Westford spared her from making a decision. He shoved the cut cords into his pockets, gathered the parachute, and then buried it in short order under a clump of sour-smelling bushes. “Let’s get away from here.” He clasped her arm.
“Oh, no.” Sybil twisted and stepped back, out of his reach. “The last time you grabbed me like that, you took an eight-thousand-foot swan dive out of a plane and dragged me with you. I’ll pass on your next adventure.”
Tense and wary, he scanned the marsh and the thicket of woods to the east, then inspected the swirling gray clouds. “We’ve got to move, ma’am.”
She had seen that look on him before. It drew down the corners of his mouth, narrowed his eyes to slits, and had never been the harbinger of good news. “Could you please call me Sybil while we’re out here? At the moment, your ‘ma’ams’ are driving me a little crazy”
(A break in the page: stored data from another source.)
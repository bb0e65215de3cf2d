//! Environment guards shared by integration tests.

use std::env;
use std::sync::{Mutex, MutexGuard, OnceLock, PoisonError};

static ENV_LOCK: OnceLock<Mutex<()>> = OnceLock::new();

/// Restores the touched variables when dropped.
///
/// Holding the guard serializes every test that mutates the process
/// environment.
pub struct EnvVarGuard {
    saved: Vec<(String, Option<String>)>,
    _lock: MutexGuard<'static, ()>,
}

impl EnvVarGuard {
    /// Applies `changes`; `None` removes the variable.
    pub fn apply(changes: &[(&str, Option<&str>)]) -> Self {
        let lock = ENV_LOCK
            .get_or_init(|| Mutex::new(()))
            .lock()
            .unwrap_or_else(PoisonError::into_inner);
        let saved = changes
            .iter()
            .map(|(key, value)| {
                let previous = env::var(key).ok();
                write_var(key, *value);
                ((*key).to_owned(), previous)
            })
            .collect();
        Self { saved, _lock: lock }
    }

    /// Removes every listed variable.
    pub fn cleared(keys: &[&str]) -> Self {
        let changes: Vec<_> = keys.iter().map(|key| (*key, None)).collect();
        Self::apply(&changes)
    }
}

impl Drop for EnvVarGuard {
    fn drop(&mut self) {
        for (key, value) in self.saved.drain(..).rev() {
            write_var(&key, value.as_deref());
        }
    }
}

fn write_var(key: &str, value: Option<&str>) {
    unsafe {
        // SAFETY: ENV_LOCK is held by the caller for every mutation.
        match value {
            Some(value) => env::set_var(key, value),
            None => env::remove_var(key),
        }
    }
}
“Certainly. We’ve got to move, Sybil.”
“I’m not going anywhere until you explain yourself.” She couldn’t do it. She couldn’t risk trusting him again.
Coward.
Damn right.
“I told you, the pilot asked for cream.”
A clap of thunder rumbled through the swamp. At least it sounded more distant than the last one. “So, because he wanted cream in his coffee, you shoved me out of a plane and jumped out yourself—without a parachute?” She crossed her arms over her chest. “Tell me, Agent Westford. What would you have done if he had wanted sugar, too?”
Instead of answering, he caught her by the arm and started walking.
“I can walk on my own, thank you.” His hand on her arm was gentle, but his grim expression left no doubt; the man was furious, and that irritated Sybil. She was a little less than pleased herself. After all, he had walked out on her, not she on him, and now he demanded her unconditional trust? Not bloody likely.
He let go and backed off a step. “You do know the plane was under siege.”
Under siege?
“Did you hit your head when we landed? There was no siege on that plane.”
Ignoring her remark, he asked a question of his own. “Why did you bump everyone off the flight?”
“Intuition.” The one thing her critics used against her at every opportunity—real or implied.
“You dumped Grace and the others on women’s intuition?”
Here it came. The putdown for considering her intuition as valuable and accurate as any man’s instincts. She turned and looked him in the eye, daring him to laugh at her. “Yes, I did.”